[YOUR ASSIGNMENT]:
Below is a listing. Quote from it, exactly, the lines from the one containing "Arc::clone(map.entry(key.clone()).or_default())" down to the one containing "stack.push((child, 0));", both ends included, and nothing else.

[MATERIAL FOR THIS EXERCISE]:
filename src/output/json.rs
use serde::Serialize;
use serde_json::{json, Value};

use crate::error::EngineError;
use crate::models::{
    EarnedValueSnapshot, Project, ScheduleBaseline, ScheduleResult, Task, TaskSchedule,
};

pub fn success(data: Value) -> Value {
    json!({
        "success": true,
        "data": data
    })
}

pub fn error(err: &EngineError) -> Value {
    json!({
        "success": false,
        "error": {
            "code": err.code().as_str(),
            "message": err.to_string()
        }
    })
}

pub fn print(value: &Value) {
    match serde_json::to_string_pretty(value) {
        Ok(text) => println!("{text}"),
        Err(_) => println!("{value}"),
    }
}

pub fn to_value<T: Serialize>(v: &T) -> Value {
    serde_json::to_value(v).unwrap_or(Value::Null)
}

pub fn project_json(p: &Project) -> Value {
    json!({
        "id": p.key.project_id,
        "organization_id": p.key.organization_id,
        "workspace_id": p.key.workspace_id,
        "name": p.name,
        "schedule_from": p.schedule_from,
        "deadline": p.deadline
    })
}

pub fn task_json(t: &Task) -> Value {
    to_value(t)
}

pub fn task_schedule_json(t: &TaskSchedule) -> Value {
    json!({
        "task_id": t.task_id,
        "duration_minutes": t.duration_minutes,
        "early_start": t.early_start,
        "early_finish": t.early_finish,
        "late_start": t.late_start,
        "late_finish": t.late_finish,
        "total_float_minutes": t.total_float_minutes,
        "free_float_minutes": t.free_float_minutes,
        "critical": t.critical,
        "constraint_violated": t.constraint_violated
    })
}

pub fn schedule_json(s: &ScheduleResult) -> Value {
    let tasks: Vec<_> = s.tasks.iter().map(task_schedule_json).collect();
    json!({
        "project_id": s.project.project_id,
        "schedule_from": s.schedule_from,
        "project_finish": s.project_finish,
        "critical_path": s.critical_path,
        "tasks": tasks,
        "warnings": to_value(&s.warnings)
    })
}

pub fn baseline_json(b: &ScheduleBaseline) -> Value {
    to_value(b)
}

pub fn earned_value_json(s: &EarnedValueSnapshot) -> Value {
    to_value(s)
}
use std::collections::HashMap;
use std::sync::{Arc, Mutex, PoisonError};

use crate::models::ProjectKey;

/// Per-project mutual exclusion for the schedule and earned value passes.
///
/// Different projects never contend. A project's entry is dropped as soon as
/// nobody holds or waits for it.
#[derive(Debug, Default)]
pub struct ProjectLocks {
    locks: Mutex<HashMap<ProjectKey, Arc<Mutex<()>>>>,
}

impl ProjectLocks {
    pub fn new() -> Self {
        Self::default()
    }

    /// Run `f` while holding `key`'s lock.
    pub fn run<T>(&self, key: &ProjectKey, f: impl FnOnce() -> T) -> T {
        let lock = {
            let mut map = self.locks.lock().unwrap_or_else(PoisonError::into_inner);
            Arc::clone(map.entry(key.clone()).or_default())
        };
        let out = {
            let _held = lock.lock().unwrap_or_else(PoisonError::into_inner);
            f()
        };

        let mut map = self.locks.lock().unwrap_or_else(PoisonError::into_inner);
        // Clones are only handed out under the map lock: two owners means
        // the map and us.
        if Arc::strong_count(&lock) == 2 {
            map.remove(key);
        }
        out
    }

    /// Projects with a holder or waiter right now.
    pub fn active(&self) -> usize {
        self.locks.lock().unwrap_or_else(PoisonError::into_inner).len()
    }
}
use std::collections::HashMap;

use crate::error::EngineError;

#[derive(Debug, Clone, Copy, PartialEq, Eq)]
enum Mark {
    Unvisited,
    InProgress,
    Done,
}

/// Find one cycle in an index-addressed adjacency list using an iterative
/// three-color DFS. Roots are visited in index order and children in list
/// order, so the reported cycle is stable for a given input.
///
/// The returned cycle starts at the node the back edge points to and follows
/// edge direction: `[a, b, c]` means `a -> b -> c -> a`.
pub fn find_cycle_indexed(adjacency: &[Vec<usize>]) -> Option<Vec<usize>> {
    let n = adjacency.len();
    let mut mark = vec![Mark::Unvisited; n];
    // (node, index of the next child to visit)
    let mut stack: Vec<(usize, usize)> = Vec::new();

    for root in 0..n {
        if mark[root] != Mark::Unvisited {
            continue;
        }
        mark[root] = Mark::InProgress;
        stack.push((root, 0));

        while let Some(frame) = stack.last_mut() {
            let node = frame.0;
            if frame.1 < adjacency[node].len() {
                let child = adjacency[node][frame.1];
                frame.1 += 1;
                match mark[child] {
                    Mark::Unvisited => {
                        mark[child] = Mark::InProgress;
                        stack.push((child, 0));
                    }
                    Mark::InProgress => {
                        let start = stack.iter().position(|&(n, _)| n == child).unwrap_or(0);
                        return Some(stack[start..].iter().map(|&(n, _)| n).collect());
                    }
                    Mark::Done => {}
                }
            } else {
                mark[node] = Mark::Done;
                stack.pop();
            }
        }
    }
    None
}

/// Find a cycle in a graph given by named nodes and `(from, to)` edges.
/// Edges naming unknown nodes add them implicitly.
pub fn find_cycle(nodes: &[String], edges: &[(String, String)]) -> Option<Vec<String>> {
    let mut names: Vec<&str> = nodes.iter().map(String::as_str).collect();
    for (from, to) in edges {
        names.push(from);
        names.push(to);
    }
    names.sort_unstable();
    names.dedup();

    let index: HashMap<&str, usize> = names.iter().enumerate().map(|(i, n)| (*n, i)).collect();
    let mut adjacency = vec![Vec::new(); names.len()];
    for (from, to) in edges {
        adjacency[index[from.as_str()]].push(index[to.as_str()]);
    }
    for list in &mut adjacency {
        list.sort_unstable();
    }

    find_cycle_indexed(&adjacency).map(|cycle| cycle.into_iter().map(|i| names[i].to_string()).collect())
}

/// Reject any graph that contains a cycle.
pub fn detect_cycle(nodes: &[String], edges: &[(String, String)]) -> Result<(), EngineError> {
    match find_cycle(nodes, edges) {
        Some(cycle) => Err(EngineError::CycleDetected { cycle }),
        None => Ok(()),
    }
}

/// Check whether adding `from -> to` to an acyclic graph would close a cycle.
pub fn would_create_cycle(
    nodes: &[String],
    existing_edges: &[(String, String)],
    from: &str,
    to: &str,
) -> Result<(), EngineError> {
    let mut edges = existing_edges.to_vec();
    edges.push((from.to_string(), to.to_string()));
    detect_cycle(nodes, &edges)
}
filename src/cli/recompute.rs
use std::sync::Arc;

use crate::cli::{finish, Context};
use crate::coordinator::{RecomputeCoordinator, RecomputeState, TriggerReason};
use crate::error::{EngineError, Result};
use crate::output;

pub fn run(project: &str, ctx: &Context) -> i32 {
    finish(run_recompute(ctx, project), ctx.json)
}

fn run_recompute(ctx: &Context, project: &str) -> Result<i32> {
    let engine = Arc::new(ctx.engine()?);
    let key = ctx.project_key(&engine, project)?;

    let runtime = tokio::runtime::Builder::new_current_thread()
        .build()
        .map_err(|e| EngineError::validation(format!("Cannot start runtime: {e}")))?;
    let coordinator = RecomputeCoordinator::new(Arc::clone(&engine), runtime.handle().clone());
    let state = runtime.block_on(async {
        coordinator.trigger(&key, TriggerReason::Manual);
        coordinator.settled(&key).await
    });

    if let RecomputeState::Failed(reason) = state {
        return Err(coordinator
            .last_error(&key)
            .unwrap_or(EngineError::Validation(reason)));
    }
    let result = coordinator
        .last_result(&key)
        .ok_or_else(|| EngineError::validation("Recompute finished without a result"))?;

    if ctx.json {
        output::json::print(&output::json::success(output::json::schedule_json(&result)));
    } else {
        output::text::print_schedule(&result);
    }
    Ok(0)
}
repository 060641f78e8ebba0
pub mod builder;
pub mod cycle;
pub mod topo;

pub use builder::ProjectGraph;
pub use topo::topological_order;
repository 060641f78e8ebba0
pub mod project;
pub mod task;
pub mod dependency;
pub mod schedule;
pub mod baseline;
pub mod earned_value;

pub use project::*;
pub use task::*;
pub use dependency::*;
pub use schedule::*;
pub use baseline::*;
pub use earned_value::*;
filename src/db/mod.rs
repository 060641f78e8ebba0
pub mod connection;
pub mod migrations;
pub mod project_repo;
pub mod task_repo;
pub mod dependency_repo;
pub mod schedule_repo;
pub mod baseline_repo;
pub mod earned_value_repo;
pub mod source;

pub use connection::*;
pub use source::SnapshotSource;
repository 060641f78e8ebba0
pub mod json;
pub mod text;
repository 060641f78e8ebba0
use chrono::{DateTime, NaiveDate, Utc};
use serde::{Deserialize, Serialize};

/// Point-in-time EVM figures. Money fields are minor currency units; the
/// indices are `None` when their denominator is zero.
#[derive(Debug, Clone, PartialEq, Serialize, Deserialize)]
pub struct EarnedValueSnapshot {
    pub project_id: String,
    pub as_of_date: NaiveDate,
    pub baseline_id: Option<String>,
    pub bac: i64,
    pub pv: i64,
    pub ev: i64,
    pub ac: i64,
    pub cpi: Option<f64>,
    pub spi: Option<f64>,
    pub eac: i64,
    pub etc: i64,
    pub vac: i64,
    pub computed_at: DateTime<Utc>,
}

[RESULT OF THIS EXERCISE]:
            Arc::clone(map.entry(key.clone()).or_default())
        };
        let out = {
            let _held = lock.lock().unwrap_or_else(PoisonError::into_inner);
            f()
        };

        let mut map = self.locks.lock().unwrap_or_else(PoisonError::into_inner);
        // Clones are only handed out under the map lock: two owners means
        // the map and us.
        if Arc::strong_count(&lock) == 2 {
            map.remove(key);
        }
        out
    }

    /// Projects with a holder or waiter right now.
    pub fn active(&self) -> usize {
        self.locks.lock().unwrap_or_else(PoisonError::into_inner).len()
    }
}
use std::collections::HashMap;

use crate::error::EngineError;

#[derive(Debug, Clone, Copy, PartialEq, Eq)]
enum Mark {
    Unvisited,
    InProgress,
    Done,
}

/// Find one cycle in an index-addressed adjacency list using an iterative
/// three-color DFS. Roots are visited in index order and children in list
/// order, so the reported cycle is stable for a given input.
///
/// The returned cycle starts at the node the back edge points to and follows
/// edge direction: `[a, b, c]` means `a -> b -> c -> a`.
pub fn find_cycle_indexed(adjacency: &[Vec<usize>]) -> Option<Vec<usize>> {
    let n = adjacency.len();
    let mut mark = vec![Mark::Unvisited; n];
    // (node, index of the next child to visit)
    let mut stack: Vec<(usize, usize)> = Vec::new();

    for root in 0..n {
        if mark[root] != Mark::Unvisited {
            continue;
        }
        mark[root] = Mark::InProgress;
        stack.push((root, 0));

        while let Some(frame) = stack.last_mut() {
            let node = frame.0;
            if frame.1 < adjacency[node].len() {
                let child = adjacency[node][frame.1];
                frame.1 += 1;
                match mark[child] {
                    Mark::Unvisited => {
                        mark[child] = Mark::InProgress;
                        stack.push((child, 0));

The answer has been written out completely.